[What you should do]:
For the listing below, report all lines that hold the word "await".

[Material for the task]:
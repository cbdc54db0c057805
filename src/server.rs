//! Line protocol adapter. Each connection gets its own thread and speaks
//! one textual command per line, translated 1:1 onto the store's
//! operations. The adapter holds no state of its own.

use std::io::{BufRead, BufReader, Write};
use std::net::{TcpListener, TcpStream};
use std::sync::Arc;
use std::thread;

use log::{info, warn};

use crate::error::Result;
use crate::store::FileStore;
use crate::volume::Volume;

pub struct Server<V: Volume + 'static> {
    store: Arc<FileStore<V>>,
}

enum Response {
    Line(String),
    Closing,
}

impl<V: Volume + 'static> Server<V> {
    pub fn new(store: Arc<FileStore<V>>) -> Self {
        Server { store }
    }

    /// Accept loop. Runs until the listener fails.
    pub fn run(&self, listener: TcpListener) -> std::io::Result<()> {
        info!("listening on {}", listener.local_addr()?);
        for stream in listener.incoming() {
            match stream {
                Ok(stream) => {
                    let store = Arc::clone(&self.store);
                    thread::spawn(move || serve_client(stream, &store));
                }
                Err(e) => warn!("accept failed: {e}"),
            }
        }
        Ok(())
    }
}

fn serve_client<V: Volume>(stream: TcpStream, store: &FileStore<V>) {
    let peer = match stream.peer_addr() {
        Ok(addr) => addr.to_string(),
        Err(_) => "unknown".into(),
    };
    info!("client {peer} connected");
    if let Err(e) = handle_requests(stream, store) {
        warn!("client {peer}: {e}");
    }
    info!("client {peer} disconnected");
}

fn handle_requests<V: Volume>(stream: TcpStream, store: &FileStore<V>) -> std::io::Result<()> {
    let mut out = stream.try_clone()?;
    let reader = BufReader::new(stream);
    for line in reader.lines() {
        match respond(line?.trim(), store) {
            Response::Line(reply) => writeln!(out, "{reply}")?,
            Response::Closing => {
                writeln!(out, "OK closing")?;
                break;
            }
        }
    }
    Ok(())
}

/// One command per line: verb, optional name, optional rest-of-line
/// payload. Unknown verbs and missing arguments answer with an error
/// line instead of dropping the connection.
fn respond<V: Volume>(line: &str, store: &FileStore<V>) -> Response {
    let mut parts = line.splitn(3, ' ');
    let verb = parts.next().unwrap_or_default().to_ascii_uppercase();
    let name = parts.next();
    let rest = parts.next();

    let reply = match (verb.as_str(), name) {
        ("CREATE", Some(name)) => status(store.create(name)),
        ("READ", Some(name)) => match store.read(name) {
            Ok(data) => format!("OK {}", String::from_utf8_lossy(&data)),
            Err(e) => format!("ERROR: {e}"),
        },
        ("WRITE", Some(name)) => match rest {
            Some(data) => status(store.write(name, data.as_bytes())),
            None => "ERROR: malformed command".into(),
        },
        ("DELETE", Some(name)) => status(store.delete(name)),
        ("LIST", _) => format!("OK {}", store.list().join(",")),
        ("QUIT", _) => return Response::Closing,
        ("CREATE" | "READ" | "WRITE" | "DELETE", None) => "ERROR: malformed command".into(),
        _ => "ERROR: unknown command".into(),
    };
    Response::Line(reply)
}

fn status(result: Result<()>) -> String {
    match result {
        Ok(()) => "OK".into(),
        Err(e) => format!("ERROR: {e}"),
    }
}
async fn cmd_install(identifier: &str, version: Option<String>, config: Config) -> Result<()> {
    let orchestrator = open_orchestrator(config)?;
    let repository = resolve(&orchestrator, identifier)?;

    println!("📥 Installing {}...", repository.full_name);
    let outcome = orchestrator
        .install(repository.id, version.as_deref())
        .await
        .with_context(|| format!("Failed to install {}", repository.full_name))?;

    let installed = resolve(&orchestrator, identifier)?;
    println!(
        "✅ Installed {} {} ({:?})",
        installed.full_name,
        installed.installed_display().unwrap_or_default(),
        outcome
    );
    if installed.pending_restart
        || (installed.category == Category::Integration && !installed.config_flow)
    {
        println!("   🔄 Restart the host application to load it");
    }
    Ok(())
}

async fn cmd_update(identifier: Option<String>, force: bool, config: Config) -> Result<()> {
    let orchestrator = open_orchestrator(config)?;

    let targets: Vec<Repository> = match identifier {
        Some(identifier) => vec![resolve(&orchestrator, &identifier)?],
        None => orchestrator
            .repositories()
            .into_iter()
            .filter(|repository| repository.installed)
            .collect(),
    };

    let mut failed = 0;
    for repository in targets {
        match orchestrator.update(repository.id, force).await {
            Ok(()) => {
                let refreshed = orchestrator.repository(repository.id).unwrap_or(repository);
                match refreshed.available_version().filter(|_| refreshed.pending_update()) {
                    Some(version) => println!("⬆️  {}: {} available", refreshed.full_name, version),
                    None => println!("✅ {}: up to date", refreshed.full_name),
                }
            }
            Err(e) => {
                failed += 1;
                println!("❌ {}: {}", repository.full_name, e);
            }
        }
    }

    if failed > 0 {
        return Err(anyhow!("{} update(s) failed", failed));
    }
    Ok(())
}

async fn cmd_uninstall(identifier: &str, config: Config) -> Result<()> {
    let orchestrator = open_orchestrator(config)?;
    let repository = resolve(&orchestrator, identifier)?;

    orchestrator
        .uninstall(repository.id)
        .await
        .with_context(|| format!("Failed to uninstall {}", repository.full_name))?;
    println!("🗑️  Uninstalled {}", repository.full_name);
    Ok(())
}

fn cmd_list(installed_only: bool, details: bool) -> Result<()> {
    let store = StateDb::open()?;
    let repositories: Vec<Repository> = store
        .load_repositories()?
        .into_iter()
        .filter(|repository| !installed_only || repository.installed)
        .collect();

    println!("Repositories ({}):", repositories.len());
    for repository in repositories {
        let marker = match repository.state() {
            RepositoryState::Installed => "✅",
            RepositoryState::PendingUpgrade => "⬆️ ",
            RepositoryState::PendingRestart => "🔄",
            RepositoryState::New => "🆕",
            RepositoryState::Default => "📁",
        };
        println!("  {} {} [{}]", marker, repository.full_name, repository.category);

        if details {
            println!("     🏷️  Name: {}", repository.display_name());
            println!("     id: {}", repository.id);
            if let Some(description) = &repository.description {
                println!("     📝 {}", description);
            }
            if let Some(version) = repository.installed_display() {
                println!("     📦 Installed: {}", version);
            }
            if let Some(version) = repository.available_version() {
                println!("     🆕 Available: {}", version);
            }
            println!("     ⭐ {}", repository.stargazers_count);
        }
    }
    Ok(())
}

async fn cmd_status(config: Config) -> Result<()> {
    let governor = repokeeper::Governor::from_config(&config.host);
    let client = GitHubClient::new(&config.host)?;

    println!("📊 RepoKeeper Status");
    println!("   🔑 Authentication: {:?}", client.auth_strategy());
    match client.rate_limit().await {
        Ok(quota) => {
            println!("   📈 API quota: {} of {} remaining", quota.remaining, quota.limit);
            if let Some(reset) = quota.reset {
                println!("   ⏰ Resets at: {}", reset.format("%Y-%m-%d %H:%M:%S UTC"));
            }
        }
        Err(e) => println!("   ❌ Quota probe failed: {}", e),
    }
    match governor.capacity(&client).await {
        Some(0) => println!("   ⏸️  Background processing would be paused"),
        Some(capacity) => println!("   🔄 Capacity this cycle: {} repositories", capacity),
        None => println!("   ❌ Background processing would be disabled (invalid token)"),
    }

    let store = StateDb::open()?;
    let repositories = store.load_repositories()?;
    let installed = repositories.iter().filter(|repository| repository.installed).count();
    let pending = repositories.iter().filter(|repository| repository.pending_update()).count();
    println!(
        "   📁 Repositories: {} known, {} installed, {} with updates",
        repositories.len(),
        installed,
        pending
    );

    let unacknowledged = store.get_unacknowledged_events()?.len();
    if unacknowledged > 0 {
        println!("   🔔 {} unacknowledged events (repokeeper events)", unacknowledged);
    }
    let critical = store.load_critical()?.into_iter().filter(|entry| !entry.acknowledged).count();
    if critical > 0 {
        println!(
            "   🚨 {} critical removals need acknowledgement (repokeeper critical list)",
            critical
        );
    }

    let daemon_state = if is_daemon_running(&config)? {
        "running"
    } else {
        "not running"
    };
    println!("   🖥️  Daemon: {}", daemon_state);
    Ok(())
}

[Your response]:
        .await
        match orchestrator.update(repository.id, force).await {
        .await
    match client.rate_limit().await {
    match governor.capacity(&client).await {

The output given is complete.